EXERCISE INSTRUCTIONS: Which lines in the data below contain the string "Unlimited"? Show each one.

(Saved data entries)
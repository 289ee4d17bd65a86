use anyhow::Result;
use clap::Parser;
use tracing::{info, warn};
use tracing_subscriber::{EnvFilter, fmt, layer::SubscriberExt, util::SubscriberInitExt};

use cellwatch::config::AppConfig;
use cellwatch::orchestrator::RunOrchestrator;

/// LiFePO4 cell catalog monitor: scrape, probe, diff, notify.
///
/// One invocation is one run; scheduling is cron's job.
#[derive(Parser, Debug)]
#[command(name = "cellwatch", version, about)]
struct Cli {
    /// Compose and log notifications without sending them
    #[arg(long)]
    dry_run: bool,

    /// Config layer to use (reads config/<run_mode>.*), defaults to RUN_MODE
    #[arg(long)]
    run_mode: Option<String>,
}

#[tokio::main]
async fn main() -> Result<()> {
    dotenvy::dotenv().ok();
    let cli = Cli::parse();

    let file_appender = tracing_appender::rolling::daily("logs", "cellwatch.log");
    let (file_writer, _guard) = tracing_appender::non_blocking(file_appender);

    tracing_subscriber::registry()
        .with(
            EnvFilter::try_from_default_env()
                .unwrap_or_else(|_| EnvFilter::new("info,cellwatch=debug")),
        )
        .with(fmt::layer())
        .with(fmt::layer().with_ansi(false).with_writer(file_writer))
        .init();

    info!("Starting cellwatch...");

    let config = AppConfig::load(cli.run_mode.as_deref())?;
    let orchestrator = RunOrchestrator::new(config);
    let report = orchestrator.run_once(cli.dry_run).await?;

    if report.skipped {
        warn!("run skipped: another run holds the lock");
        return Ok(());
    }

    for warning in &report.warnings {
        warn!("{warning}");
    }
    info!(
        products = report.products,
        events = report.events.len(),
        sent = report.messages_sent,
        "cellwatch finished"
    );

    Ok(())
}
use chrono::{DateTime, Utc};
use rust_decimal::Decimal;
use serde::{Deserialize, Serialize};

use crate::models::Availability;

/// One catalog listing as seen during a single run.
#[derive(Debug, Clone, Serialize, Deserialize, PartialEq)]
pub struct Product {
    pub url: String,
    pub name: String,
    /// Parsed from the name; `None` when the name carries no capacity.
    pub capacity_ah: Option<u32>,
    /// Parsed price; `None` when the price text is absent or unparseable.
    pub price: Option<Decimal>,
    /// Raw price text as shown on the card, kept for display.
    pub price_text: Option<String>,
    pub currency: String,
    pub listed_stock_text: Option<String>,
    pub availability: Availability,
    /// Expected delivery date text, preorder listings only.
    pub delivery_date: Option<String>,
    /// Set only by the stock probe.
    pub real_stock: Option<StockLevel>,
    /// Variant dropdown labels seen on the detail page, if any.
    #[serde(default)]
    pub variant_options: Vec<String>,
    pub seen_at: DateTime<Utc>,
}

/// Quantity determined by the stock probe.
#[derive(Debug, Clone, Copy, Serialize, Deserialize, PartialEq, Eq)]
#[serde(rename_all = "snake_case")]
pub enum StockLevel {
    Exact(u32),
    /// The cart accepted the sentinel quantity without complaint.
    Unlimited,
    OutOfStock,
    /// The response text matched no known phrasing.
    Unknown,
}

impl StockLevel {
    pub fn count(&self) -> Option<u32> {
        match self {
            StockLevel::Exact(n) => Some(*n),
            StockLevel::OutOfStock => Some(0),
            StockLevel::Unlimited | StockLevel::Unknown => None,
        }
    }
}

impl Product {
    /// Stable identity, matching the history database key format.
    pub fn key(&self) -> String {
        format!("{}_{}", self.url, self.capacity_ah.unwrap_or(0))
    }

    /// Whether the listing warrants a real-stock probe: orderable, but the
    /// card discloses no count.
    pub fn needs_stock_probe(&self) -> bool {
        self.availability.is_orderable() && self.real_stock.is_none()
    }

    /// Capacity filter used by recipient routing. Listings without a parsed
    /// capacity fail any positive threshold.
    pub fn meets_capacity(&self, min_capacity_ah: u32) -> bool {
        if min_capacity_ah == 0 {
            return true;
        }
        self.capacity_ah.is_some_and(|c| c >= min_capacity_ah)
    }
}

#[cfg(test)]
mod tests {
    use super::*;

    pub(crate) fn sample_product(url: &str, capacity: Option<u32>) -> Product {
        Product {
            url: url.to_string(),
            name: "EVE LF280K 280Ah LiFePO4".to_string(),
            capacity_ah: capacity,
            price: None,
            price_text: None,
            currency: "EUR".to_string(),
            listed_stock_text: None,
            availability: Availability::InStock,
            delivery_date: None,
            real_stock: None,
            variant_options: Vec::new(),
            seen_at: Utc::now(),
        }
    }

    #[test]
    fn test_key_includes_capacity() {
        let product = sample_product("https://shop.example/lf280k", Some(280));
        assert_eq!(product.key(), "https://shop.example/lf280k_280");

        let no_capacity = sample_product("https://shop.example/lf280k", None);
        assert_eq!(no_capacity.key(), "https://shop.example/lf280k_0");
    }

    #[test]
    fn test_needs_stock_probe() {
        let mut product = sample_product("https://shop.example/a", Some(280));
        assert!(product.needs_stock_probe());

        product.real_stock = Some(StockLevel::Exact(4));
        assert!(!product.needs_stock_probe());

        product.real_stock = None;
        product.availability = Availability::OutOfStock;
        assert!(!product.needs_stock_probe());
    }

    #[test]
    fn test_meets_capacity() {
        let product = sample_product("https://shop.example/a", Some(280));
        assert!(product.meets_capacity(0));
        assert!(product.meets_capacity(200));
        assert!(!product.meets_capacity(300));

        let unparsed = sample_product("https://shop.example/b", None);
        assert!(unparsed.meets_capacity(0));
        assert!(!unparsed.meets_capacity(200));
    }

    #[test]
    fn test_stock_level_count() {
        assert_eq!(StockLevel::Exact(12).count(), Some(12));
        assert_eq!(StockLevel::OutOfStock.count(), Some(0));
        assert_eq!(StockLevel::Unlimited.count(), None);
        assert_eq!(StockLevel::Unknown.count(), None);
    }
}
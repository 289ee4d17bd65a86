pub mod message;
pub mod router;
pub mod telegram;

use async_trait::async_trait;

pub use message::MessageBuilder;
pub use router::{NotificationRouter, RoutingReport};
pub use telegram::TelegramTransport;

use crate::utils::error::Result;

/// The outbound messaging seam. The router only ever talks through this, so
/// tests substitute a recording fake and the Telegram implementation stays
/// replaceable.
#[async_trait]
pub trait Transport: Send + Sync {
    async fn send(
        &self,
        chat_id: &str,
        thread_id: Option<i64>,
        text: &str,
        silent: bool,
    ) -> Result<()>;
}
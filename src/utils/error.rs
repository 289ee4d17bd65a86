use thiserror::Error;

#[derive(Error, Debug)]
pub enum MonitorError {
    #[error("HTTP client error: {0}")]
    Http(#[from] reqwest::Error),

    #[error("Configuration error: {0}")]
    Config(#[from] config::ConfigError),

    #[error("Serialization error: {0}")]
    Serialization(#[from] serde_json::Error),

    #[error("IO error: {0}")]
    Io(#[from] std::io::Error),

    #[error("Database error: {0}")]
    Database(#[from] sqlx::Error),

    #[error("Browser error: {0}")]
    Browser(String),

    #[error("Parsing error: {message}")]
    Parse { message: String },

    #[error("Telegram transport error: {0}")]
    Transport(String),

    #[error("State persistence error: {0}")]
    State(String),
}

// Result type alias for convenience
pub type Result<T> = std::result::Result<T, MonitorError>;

REPLY TO THE TASK:
    Unlimited,
            StockLevel::Unlimited | StockLevel::Unknown => None,
        assert_eq!(StockLevel::Unlimited.count(), None);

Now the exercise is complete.